*** Opening of Exercise data ***

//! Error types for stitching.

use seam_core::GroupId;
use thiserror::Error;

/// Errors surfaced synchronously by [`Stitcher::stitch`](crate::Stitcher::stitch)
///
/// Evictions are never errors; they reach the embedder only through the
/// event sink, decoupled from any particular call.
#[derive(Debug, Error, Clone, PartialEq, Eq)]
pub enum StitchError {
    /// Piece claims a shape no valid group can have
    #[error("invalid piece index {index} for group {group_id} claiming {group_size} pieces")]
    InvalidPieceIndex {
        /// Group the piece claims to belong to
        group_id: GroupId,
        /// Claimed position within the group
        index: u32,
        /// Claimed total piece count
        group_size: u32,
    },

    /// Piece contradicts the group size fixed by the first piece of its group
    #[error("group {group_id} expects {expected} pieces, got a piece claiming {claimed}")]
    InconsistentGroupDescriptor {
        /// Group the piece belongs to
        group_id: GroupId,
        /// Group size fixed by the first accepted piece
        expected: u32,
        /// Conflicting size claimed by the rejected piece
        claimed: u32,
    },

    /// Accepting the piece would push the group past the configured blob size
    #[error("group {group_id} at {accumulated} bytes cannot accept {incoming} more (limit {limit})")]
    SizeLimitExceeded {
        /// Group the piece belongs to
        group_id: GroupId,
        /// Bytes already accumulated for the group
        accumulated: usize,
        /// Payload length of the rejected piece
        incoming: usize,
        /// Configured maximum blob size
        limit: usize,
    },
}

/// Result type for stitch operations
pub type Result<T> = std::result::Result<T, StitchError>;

*** Close of Exercise data ***
*** Opening of Exercise data ***

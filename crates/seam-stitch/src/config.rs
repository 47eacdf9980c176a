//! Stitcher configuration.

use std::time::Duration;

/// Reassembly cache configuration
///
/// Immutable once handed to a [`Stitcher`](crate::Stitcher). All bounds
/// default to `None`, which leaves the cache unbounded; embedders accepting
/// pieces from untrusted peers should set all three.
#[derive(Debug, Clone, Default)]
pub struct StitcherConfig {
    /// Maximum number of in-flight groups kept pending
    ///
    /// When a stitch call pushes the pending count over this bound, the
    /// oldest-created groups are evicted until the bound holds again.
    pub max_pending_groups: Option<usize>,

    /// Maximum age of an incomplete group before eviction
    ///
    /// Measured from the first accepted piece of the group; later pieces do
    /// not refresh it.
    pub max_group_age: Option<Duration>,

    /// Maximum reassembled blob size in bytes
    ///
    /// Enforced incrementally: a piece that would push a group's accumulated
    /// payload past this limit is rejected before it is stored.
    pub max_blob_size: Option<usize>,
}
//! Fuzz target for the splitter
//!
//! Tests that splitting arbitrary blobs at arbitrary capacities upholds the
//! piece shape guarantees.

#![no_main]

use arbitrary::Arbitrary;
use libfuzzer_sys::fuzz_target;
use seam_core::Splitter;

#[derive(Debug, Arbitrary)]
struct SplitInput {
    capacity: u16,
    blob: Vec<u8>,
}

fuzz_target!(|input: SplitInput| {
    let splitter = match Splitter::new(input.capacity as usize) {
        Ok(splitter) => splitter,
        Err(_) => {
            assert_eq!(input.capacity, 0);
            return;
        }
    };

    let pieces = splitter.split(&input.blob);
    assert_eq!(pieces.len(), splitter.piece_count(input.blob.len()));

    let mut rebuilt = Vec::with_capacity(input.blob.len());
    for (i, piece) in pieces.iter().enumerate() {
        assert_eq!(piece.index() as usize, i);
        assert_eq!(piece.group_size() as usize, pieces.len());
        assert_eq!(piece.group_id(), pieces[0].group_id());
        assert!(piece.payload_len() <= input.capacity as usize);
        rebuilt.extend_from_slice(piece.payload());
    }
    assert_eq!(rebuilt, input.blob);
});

*** Close of Exercise data ***
*** Opening of Exercise data ***

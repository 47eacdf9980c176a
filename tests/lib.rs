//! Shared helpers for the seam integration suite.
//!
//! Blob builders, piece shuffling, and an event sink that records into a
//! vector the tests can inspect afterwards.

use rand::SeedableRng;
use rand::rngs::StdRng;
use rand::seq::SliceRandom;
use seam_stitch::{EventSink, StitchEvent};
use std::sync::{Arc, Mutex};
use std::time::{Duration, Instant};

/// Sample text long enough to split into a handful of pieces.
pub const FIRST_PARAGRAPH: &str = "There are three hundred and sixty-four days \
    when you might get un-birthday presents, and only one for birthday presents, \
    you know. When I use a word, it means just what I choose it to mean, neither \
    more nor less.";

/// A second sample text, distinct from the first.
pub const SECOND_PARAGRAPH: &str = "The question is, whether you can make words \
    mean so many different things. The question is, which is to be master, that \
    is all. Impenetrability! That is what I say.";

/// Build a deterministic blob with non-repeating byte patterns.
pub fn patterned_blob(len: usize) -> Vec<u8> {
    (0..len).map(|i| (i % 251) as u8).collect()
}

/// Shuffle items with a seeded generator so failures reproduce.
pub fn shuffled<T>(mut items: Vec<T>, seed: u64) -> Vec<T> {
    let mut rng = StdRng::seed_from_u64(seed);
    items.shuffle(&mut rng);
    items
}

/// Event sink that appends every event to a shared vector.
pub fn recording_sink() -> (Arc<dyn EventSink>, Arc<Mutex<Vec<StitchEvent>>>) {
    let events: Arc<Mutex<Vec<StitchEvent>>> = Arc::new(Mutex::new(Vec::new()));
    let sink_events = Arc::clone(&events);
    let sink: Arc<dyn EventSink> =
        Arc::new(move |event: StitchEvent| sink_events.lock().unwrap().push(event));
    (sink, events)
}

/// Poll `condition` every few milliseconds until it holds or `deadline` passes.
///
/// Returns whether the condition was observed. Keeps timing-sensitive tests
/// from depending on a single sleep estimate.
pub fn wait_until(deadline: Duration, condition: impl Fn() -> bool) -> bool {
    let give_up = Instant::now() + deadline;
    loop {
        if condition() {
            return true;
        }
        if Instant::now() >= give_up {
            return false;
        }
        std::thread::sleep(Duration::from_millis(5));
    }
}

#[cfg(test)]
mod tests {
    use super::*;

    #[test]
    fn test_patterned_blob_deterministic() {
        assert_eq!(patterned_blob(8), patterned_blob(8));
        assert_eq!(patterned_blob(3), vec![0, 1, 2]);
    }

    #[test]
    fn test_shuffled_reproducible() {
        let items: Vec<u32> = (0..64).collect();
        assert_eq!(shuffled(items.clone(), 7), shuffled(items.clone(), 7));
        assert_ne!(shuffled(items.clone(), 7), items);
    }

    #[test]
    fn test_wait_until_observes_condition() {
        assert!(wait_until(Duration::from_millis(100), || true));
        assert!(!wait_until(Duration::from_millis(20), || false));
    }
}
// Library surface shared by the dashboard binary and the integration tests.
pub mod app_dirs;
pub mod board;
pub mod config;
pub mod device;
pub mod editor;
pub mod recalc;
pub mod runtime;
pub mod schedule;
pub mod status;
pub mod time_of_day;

*** Close of Exercise data ***

_Directions for this task_:
If a line in the records contains the word "before", copy it.

_Response to the exercise_:
    /// Maximum age of an incomplete group before eviction
    /// payload past this limit is rejected before it is stored.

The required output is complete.